El puente de los espías‘ supone el esperado regreso al cine de Tom Hanks y Steven Spielberg. Esta vez el talento creativo de estos dos grandes del séptimo arte se une en un thriller basado en hechos reales y con un guión firmado, nada más y nada menos que por los hermanos Coen. El telón de fondo de ‘El puente de los espías’ está constituido por una serie de acontecimientos históricos que cuentan la historia de James Donovan (Tom Hanks), un abogado de Brooklyn que se ve súbitamente inmerso en las entrañas de la Guerra Fría cuando la CIA le envía con el encargo casi imposible de negociar la liberación de un piloto de un U-2 americano que ha sido capturado.

Desde los horrores del Holocausto en ‘La lista de Schindler‘ hasta la impresionante invasión de la playa de Omaha en ‘Salvar al soldado Ryan’, el director Steven Spielberg ha abordado diferentes hechos históricos a lo largo de su dilatada carrera cinematográfica. Por lo cual, había curiosidad por ver a Spielberg a los mandos de otra película histórica. Lástima que este tributo a los actos heroicos de James Donovan no se encuentre dentro de lo mejor de su talentosa carrera como director de cine.

El puente de los espías

Tom Hanks en “El Puente de los Espías” de Steven Spielberg. Fuente: Fox

La película sabe captar la esencia de un hombre que lo arriesga todo y refleja con acierto el proceso que sufre a nivel personal. Pero la película se reduce a un correcto thriller de personajes, donde éstos se hallan profundamente integrados en la historia. Quizás este sea el principal logro de la película. Además, contar con actores maravillosos de la talla de Tom Hanks (a la altura ya de un James Stewart) o Alan Alda ha permitido al director sacar lo mejor de este intrigante hecho real.
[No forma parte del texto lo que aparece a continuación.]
//! Rendering system: tracks frame pacing for the draw stage.
//!
//! Submission to the graphics backend belongs to the host; this system
//! keeps the per-frame bookkeeping a renderer needs (frame index, smoothed
//! frame time).

use system_api::{export_system, System};

/// Weight of the newest sample in the frame-time moving average.
const SMOOTHING: f64 = 0.1;

#[derive(Debug, Default)]
pub struct RenderingSystem {
    ready: bool,
    frame_index: u64,
    average_frame_time: f64,
}

impl RenderingSystem {
    pub fn frame_index(&self) -> u64 {
        self.frame_index
    }

    /// Smoothed seconds per frame; zero until the first non-zero tick.
    pub fn average_frame_time(&self) -> f64 {
        self.average_frame_time
    }

    pub fn frames_per_second(&self) -> f64 {
        if self.average_frame_time > 0.0 {
            1.0 / self.average_frame_time
        } else {
            0.0
        }
    }
}

impl System for RenderingSystem {
    fn name(&self) -> &str {
        "RenderingSystem"
    }

    fn initialize(&mut self) -> bool {
        self.ready = true;
        self.frame_index = 0;
        self.average_frame_time = 0.0;
        true
    }

    fn update(&mut self, delta_time: f64) {
        if !self.ready {
            return;
        }

        self.frame_index += 1;
        if delta_time > 0.0 {
            self.average_frame_time = if self.average_frame_time == 0.0 {
                delta_time
            } else {
                self.average_frame_time + SMOOTHING * (delta_time - self.average_frame_time)
            };
        }
    }

    fn shutdown(&mut self) {
        self.ready = false;
    }
}

export_system!(RenderingSystem);
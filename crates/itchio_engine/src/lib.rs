//! Itchio2D engine host.
//!
//! Owns the window, renderer, asset cache and [`system_runtime::SystemRegistry`]
//! for one game type and drives the loaded systems on a fixed timestep.

pub mod assets;
pub mod cli;
pub mod config;
pub mod engine;
pub mod graphics;
pub mod logging;
pub mod signals;
pub mod window;

pub use config::AppConfig;
pub use engine::{Engine, FrameStats, StopReason};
Cabe pensar que el argumento de ‘El puente de los espías’ imposibilita ir más allá, por lo que la película parece constreñida por la fidelidad a los acontecimientos reales. Por tanto, su resultado no deja de ser muy convencional. Cuenta con un inicio que es una auténtica lección de cine, pero que olvidamos cuando llega un happy end totalmente naif y muy en la línea de la sensibilidad del director de ‘E.T.’ Eso sí, técnicamente perfecta.